◆ **Aim of the task**:
Report back each line of the data that contains the word "DepthLimit".

(Dataset records)
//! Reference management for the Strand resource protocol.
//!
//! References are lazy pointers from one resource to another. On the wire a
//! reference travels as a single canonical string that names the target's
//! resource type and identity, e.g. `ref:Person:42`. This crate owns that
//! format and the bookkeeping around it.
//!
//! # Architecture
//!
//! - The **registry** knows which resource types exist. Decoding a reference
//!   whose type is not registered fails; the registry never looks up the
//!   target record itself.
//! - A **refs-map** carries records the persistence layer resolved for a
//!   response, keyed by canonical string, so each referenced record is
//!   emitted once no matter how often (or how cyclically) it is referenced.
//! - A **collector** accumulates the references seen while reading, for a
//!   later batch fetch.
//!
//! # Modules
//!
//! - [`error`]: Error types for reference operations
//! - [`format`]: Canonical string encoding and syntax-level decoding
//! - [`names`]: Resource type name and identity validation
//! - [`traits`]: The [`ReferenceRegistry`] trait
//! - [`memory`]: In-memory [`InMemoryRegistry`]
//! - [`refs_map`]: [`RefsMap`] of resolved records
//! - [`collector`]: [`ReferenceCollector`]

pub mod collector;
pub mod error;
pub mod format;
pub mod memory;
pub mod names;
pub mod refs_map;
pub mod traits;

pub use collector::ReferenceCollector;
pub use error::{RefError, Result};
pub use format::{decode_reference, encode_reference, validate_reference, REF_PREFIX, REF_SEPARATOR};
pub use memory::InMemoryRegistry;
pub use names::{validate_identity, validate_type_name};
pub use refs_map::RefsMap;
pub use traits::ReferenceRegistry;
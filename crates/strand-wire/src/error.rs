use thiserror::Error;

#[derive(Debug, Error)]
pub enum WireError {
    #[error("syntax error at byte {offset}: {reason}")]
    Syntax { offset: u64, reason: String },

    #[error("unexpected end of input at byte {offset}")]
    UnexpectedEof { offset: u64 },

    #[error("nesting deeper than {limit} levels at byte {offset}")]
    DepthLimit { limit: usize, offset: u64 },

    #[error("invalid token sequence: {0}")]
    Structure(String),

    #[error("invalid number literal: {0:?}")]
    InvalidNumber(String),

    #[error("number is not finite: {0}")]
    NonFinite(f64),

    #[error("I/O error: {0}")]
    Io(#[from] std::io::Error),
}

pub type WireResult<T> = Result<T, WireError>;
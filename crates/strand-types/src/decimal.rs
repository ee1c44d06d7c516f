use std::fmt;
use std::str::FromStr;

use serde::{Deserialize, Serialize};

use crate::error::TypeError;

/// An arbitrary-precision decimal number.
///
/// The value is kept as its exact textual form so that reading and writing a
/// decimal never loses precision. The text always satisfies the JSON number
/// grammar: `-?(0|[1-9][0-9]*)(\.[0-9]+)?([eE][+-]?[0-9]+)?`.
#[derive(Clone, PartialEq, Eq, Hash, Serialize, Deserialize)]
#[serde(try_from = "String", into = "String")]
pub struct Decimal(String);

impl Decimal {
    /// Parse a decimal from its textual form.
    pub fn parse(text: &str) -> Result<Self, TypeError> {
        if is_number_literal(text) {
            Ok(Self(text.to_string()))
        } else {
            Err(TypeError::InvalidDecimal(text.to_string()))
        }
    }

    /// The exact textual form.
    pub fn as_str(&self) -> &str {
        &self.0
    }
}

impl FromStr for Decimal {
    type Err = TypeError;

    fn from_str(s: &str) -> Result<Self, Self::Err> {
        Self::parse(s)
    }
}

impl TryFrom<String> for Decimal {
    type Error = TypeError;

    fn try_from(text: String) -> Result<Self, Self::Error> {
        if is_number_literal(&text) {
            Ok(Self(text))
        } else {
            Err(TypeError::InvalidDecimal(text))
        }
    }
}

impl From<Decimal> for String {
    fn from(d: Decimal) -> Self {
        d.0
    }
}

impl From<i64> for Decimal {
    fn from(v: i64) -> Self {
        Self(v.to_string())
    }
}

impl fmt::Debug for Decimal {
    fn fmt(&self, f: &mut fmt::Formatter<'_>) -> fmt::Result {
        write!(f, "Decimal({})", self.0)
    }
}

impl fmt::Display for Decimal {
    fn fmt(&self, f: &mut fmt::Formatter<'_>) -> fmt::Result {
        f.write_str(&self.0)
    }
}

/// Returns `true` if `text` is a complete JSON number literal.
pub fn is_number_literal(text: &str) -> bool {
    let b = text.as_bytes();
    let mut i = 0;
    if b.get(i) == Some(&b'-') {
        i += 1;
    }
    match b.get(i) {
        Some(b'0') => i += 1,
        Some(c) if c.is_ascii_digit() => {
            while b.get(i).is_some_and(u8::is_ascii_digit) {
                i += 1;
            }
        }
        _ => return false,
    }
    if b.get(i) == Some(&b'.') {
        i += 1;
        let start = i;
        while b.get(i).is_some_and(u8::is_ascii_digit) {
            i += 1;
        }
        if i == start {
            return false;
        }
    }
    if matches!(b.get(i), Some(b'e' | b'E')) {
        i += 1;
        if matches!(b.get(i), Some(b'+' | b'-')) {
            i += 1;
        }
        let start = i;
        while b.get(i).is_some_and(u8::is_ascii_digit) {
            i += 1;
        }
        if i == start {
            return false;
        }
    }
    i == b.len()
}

* * *

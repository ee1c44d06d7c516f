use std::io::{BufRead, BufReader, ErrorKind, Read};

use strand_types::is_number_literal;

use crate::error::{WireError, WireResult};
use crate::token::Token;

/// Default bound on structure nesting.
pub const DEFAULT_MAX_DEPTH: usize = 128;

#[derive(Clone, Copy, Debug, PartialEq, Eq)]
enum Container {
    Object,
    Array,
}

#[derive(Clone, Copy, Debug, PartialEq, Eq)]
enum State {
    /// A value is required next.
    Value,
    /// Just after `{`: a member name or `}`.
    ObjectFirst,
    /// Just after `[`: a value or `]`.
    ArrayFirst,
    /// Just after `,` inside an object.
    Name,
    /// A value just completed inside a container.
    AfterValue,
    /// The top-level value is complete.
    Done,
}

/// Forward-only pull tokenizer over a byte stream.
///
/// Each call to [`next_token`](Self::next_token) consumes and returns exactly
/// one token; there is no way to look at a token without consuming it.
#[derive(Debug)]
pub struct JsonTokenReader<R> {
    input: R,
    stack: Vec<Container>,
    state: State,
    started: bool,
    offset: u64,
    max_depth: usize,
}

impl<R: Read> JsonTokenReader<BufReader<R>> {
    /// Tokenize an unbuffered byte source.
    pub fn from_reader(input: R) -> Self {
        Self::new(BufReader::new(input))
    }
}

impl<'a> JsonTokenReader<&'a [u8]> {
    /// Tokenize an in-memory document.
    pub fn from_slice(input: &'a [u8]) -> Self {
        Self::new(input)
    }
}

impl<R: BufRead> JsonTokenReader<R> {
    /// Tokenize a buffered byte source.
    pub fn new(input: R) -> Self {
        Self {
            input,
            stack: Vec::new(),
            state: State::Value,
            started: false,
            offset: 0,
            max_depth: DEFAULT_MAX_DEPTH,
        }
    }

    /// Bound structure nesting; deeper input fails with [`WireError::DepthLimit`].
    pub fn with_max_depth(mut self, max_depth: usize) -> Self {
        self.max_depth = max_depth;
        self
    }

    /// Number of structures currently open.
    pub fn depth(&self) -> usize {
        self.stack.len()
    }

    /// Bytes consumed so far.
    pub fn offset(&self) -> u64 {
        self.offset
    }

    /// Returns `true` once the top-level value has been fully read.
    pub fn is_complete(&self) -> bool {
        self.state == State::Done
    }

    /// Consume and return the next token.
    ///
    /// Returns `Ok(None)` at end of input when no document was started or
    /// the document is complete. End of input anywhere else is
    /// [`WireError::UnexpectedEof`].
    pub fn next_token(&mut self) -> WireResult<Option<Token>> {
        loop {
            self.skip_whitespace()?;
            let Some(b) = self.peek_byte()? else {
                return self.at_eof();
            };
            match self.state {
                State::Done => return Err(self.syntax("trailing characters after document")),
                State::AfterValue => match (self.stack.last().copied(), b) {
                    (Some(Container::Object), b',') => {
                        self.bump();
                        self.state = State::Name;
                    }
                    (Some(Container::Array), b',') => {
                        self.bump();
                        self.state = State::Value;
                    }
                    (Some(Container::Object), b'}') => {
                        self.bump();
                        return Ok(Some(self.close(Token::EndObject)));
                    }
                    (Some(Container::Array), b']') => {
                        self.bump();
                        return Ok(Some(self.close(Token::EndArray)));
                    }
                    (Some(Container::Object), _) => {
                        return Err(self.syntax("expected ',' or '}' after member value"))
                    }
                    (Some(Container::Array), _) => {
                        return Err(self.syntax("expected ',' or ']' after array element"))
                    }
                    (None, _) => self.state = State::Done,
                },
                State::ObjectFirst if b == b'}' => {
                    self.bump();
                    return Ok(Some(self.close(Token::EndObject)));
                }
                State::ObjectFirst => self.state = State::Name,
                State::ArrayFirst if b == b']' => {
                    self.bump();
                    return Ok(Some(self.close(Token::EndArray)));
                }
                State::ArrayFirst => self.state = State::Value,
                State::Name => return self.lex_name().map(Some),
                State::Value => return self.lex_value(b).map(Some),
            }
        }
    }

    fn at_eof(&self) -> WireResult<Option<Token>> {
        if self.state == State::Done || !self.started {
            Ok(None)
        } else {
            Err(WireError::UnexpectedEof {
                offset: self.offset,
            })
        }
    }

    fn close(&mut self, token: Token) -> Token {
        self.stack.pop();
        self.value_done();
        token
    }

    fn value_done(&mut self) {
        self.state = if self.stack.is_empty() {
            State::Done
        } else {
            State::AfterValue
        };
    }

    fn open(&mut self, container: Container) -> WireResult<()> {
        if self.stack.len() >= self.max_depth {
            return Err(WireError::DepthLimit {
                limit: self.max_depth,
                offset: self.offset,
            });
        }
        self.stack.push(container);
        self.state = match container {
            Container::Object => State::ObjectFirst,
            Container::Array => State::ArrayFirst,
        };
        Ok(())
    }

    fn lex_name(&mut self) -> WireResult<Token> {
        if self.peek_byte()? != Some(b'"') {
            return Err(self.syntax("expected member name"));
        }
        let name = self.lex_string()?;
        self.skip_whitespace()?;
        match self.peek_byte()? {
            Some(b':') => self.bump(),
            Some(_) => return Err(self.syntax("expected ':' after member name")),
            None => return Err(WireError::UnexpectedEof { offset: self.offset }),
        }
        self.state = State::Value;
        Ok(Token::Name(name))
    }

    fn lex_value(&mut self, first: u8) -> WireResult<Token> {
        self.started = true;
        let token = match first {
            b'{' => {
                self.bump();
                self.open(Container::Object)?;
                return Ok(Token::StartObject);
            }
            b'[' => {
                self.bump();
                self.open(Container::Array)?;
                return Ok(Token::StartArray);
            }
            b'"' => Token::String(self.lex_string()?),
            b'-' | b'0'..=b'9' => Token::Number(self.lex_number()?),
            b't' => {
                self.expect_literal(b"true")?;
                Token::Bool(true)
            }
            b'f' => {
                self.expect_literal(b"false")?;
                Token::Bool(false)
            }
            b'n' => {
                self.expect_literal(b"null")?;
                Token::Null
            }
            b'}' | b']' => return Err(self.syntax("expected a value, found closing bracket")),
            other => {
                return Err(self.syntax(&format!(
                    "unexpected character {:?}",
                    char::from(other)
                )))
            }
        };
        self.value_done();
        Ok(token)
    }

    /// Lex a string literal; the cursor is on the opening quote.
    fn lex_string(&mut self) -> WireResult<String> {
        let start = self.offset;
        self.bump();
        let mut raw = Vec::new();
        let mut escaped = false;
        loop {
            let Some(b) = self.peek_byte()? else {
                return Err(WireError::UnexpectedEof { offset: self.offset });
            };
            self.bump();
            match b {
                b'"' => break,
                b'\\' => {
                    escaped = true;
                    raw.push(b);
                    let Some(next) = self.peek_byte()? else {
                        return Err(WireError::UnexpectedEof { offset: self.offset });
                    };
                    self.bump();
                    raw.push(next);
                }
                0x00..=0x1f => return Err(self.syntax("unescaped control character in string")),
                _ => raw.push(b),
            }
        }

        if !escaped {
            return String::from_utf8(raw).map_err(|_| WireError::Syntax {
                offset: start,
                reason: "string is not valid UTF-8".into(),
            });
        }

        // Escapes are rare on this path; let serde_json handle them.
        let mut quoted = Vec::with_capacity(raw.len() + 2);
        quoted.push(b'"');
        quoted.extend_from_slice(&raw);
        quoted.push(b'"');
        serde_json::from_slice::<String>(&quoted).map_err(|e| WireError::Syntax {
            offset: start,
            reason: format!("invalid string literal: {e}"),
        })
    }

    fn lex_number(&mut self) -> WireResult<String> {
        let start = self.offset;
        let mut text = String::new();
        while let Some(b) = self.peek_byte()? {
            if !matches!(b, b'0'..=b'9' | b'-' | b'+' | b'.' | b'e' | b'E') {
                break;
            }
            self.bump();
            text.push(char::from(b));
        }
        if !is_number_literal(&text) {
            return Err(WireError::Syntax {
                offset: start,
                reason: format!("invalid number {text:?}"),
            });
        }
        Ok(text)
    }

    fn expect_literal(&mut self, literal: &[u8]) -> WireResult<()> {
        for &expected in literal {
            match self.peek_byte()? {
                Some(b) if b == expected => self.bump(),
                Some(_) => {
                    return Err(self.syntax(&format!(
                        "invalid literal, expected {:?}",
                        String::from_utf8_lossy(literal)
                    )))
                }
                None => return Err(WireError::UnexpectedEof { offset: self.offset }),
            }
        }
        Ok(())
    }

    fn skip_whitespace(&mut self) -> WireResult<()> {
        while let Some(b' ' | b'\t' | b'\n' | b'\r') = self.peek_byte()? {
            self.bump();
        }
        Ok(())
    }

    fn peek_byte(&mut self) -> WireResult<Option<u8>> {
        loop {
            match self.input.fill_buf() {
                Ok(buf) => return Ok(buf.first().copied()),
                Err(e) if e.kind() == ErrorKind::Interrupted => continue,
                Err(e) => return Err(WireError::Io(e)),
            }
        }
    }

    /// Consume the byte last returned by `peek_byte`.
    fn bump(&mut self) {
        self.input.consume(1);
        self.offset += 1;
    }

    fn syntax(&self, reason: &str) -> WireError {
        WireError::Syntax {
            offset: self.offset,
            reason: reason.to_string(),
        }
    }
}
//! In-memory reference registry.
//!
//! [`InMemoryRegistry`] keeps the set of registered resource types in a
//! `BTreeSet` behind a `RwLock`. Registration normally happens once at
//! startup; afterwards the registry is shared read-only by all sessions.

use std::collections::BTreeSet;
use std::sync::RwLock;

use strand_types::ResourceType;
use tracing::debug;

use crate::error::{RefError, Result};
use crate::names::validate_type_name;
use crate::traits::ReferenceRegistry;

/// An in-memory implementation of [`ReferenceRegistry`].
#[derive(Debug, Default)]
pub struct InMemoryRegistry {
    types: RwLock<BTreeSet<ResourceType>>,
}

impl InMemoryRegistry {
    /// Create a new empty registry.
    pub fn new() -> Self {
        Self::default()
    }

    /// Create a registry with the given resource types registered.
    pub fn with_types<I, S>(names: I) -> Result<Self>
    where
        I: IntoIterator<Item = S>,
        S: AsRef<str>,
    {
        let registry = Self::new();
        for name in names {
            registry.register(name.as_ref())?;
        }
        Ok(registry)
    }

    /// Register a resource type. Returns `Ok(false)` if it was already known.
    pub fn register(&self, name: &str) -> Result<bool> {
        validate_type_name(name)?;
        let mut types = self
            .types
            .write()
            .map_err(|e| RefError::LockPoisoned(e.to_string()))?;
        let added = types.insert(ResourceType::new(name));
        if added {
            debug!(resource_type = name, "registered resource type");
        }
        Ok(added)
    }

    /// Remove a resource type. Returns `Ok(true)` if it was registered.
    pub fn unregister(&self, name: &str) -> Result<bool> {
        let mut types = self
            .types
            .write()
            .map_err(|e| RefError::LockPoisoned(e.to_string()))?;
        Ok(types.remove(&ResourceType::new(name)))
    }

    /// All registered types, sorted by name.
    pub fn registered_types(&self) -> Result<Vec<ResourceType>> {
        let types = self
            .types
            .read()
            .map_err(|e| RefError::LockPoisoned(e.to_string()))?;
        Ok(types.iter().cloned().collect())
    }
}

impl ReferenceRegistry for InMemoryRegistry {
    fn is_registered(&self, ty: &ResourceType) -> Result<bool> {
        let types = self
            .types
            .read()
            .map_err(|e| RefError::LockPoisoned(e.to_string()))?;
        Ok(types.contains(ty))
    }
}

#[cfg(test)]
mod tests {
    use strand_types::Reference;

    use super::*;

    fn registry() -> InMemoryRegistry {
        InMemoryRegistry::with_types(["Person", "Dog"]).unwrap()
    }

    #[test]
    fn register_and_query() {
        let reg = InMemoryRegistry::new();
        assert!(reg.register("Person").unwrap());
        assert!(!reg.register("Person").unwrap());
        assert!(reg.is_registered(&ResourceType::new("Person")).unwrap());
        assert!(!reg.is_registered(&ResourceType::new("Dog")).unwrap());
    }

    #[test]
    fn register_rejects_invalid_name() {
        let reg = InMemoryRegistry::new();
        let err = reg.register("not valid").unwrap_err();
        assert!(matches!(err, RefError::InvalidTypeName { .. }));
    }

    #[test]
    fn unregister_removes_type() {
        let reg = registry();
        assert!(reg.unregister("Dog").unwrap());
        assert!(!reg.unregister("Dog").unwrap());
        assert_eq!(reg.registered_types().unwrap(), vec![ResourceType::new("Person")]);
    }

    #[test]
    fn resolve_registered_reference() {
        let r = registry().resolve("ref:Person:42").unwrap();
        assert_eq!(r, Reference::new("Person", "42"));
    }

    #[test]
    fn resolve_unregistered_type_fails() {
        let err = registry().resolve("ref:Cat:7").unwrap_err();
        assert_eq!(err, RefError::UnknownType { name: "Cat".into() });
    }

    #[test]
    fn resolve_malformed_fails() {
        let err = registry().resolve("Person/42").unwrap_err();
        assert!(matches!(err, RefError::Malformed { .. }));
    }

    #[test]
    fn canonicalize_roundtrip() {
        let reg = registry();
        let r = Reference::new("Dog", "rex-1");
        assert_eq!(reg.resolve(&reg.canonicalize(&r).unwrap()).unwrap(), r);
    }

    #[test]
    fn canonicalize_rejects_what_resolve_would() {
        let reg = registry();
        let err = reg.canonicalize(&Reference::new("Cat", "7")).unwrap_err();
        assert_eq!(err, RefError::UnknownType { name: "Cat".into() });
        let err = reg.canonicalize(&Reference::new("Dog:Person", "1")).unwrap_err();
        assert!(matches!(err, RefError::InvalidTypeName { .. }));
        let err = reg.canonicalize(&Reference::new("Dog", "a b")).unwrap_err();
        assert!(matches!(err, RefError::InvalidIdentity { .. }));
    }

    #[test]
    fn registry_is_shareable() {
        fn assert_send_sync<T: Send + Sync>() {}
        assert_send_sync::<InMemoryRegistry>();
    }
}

---

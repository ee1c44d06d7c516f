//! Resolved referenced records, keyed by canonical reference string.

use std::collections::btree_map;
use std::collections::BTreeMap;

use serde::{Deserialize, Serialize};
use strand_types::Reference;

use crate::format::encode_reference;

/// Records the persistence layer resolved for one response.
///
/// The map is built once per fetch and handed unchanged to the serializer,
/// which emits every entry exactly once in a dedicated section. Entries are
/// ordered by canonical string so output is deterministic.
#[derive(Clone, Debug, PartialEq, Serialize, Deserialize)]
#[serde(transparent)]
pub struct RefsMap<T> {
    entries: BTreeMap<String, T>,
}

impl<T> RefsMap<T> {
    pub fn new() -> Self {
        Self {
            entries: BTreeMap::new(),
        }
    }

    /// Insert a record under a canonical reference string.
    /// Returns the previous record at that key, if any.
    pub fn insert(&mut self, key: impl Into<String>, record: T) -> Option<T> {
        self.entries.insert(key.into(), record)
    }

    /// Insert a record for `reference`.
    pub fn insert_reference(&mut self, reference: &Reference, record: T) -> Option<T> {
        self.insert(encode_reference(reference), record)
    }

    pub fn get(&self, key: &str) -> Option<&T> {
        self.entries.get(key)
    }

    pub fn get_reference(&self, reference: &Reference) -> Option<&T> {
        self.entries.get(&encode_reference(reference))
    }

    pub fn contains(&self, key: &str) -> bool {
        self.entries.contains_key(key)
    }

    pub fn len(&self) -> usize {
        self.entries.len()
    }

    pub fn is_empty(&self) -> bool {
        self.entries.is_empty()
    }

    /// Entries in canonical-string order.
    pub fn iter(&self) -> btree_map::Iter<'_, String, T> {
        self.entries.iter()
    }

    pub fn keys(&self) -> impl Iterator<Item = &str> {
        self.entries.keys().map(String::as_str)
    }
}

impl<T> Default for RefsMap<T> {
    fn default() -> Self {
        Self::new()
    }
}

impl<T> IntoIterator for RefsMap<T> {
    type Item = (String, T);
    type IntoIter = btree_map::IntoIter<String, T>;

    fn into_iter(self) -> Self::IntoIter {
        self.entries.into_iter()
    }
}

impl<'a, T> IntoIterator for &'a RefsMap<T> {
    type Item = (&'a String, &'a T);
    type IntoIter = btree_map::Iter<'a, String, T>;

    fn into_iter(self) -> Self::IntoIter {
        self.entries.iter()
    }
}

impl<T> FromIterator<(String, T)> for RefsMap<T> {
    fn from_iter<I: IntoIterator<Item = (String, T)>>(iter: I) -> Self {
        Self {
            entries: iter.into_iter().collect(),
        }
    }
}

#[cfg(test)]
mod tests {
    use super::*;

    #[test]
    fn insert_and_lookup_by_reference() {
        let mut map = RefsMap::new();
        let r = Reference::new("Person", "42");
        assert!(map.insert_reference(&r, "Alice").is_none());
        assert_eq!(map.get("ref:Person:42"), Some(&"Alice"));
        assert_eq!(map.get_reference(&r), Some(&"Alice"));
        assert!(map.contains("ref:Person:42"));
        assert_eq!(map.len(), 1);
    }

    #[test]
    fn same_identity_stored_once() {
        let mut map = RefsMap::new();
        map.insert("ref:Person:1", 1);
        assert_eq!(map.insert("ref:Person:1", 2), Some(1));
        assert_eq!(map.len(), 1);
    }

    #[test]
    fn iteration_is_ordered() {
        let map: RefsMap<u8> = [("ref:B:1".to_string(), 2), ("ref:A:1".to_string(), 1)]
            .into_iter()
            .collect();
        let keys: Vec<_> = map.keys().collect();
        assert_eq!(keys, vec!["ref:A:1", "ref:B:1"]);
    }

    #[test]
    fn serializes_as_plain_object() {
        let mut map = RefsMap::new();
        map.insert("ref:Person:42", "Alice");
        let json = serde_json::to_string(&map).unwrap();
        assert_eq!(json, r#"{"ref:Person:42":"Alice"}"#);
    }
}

◆ **Result of this task**:
    DepthLimit { limit: usize, offset: u64 },
    /// Bound structure nesting; deeper input fails with [`WireError::DepthLimit`].
            return Err(WireError::DepthLimit {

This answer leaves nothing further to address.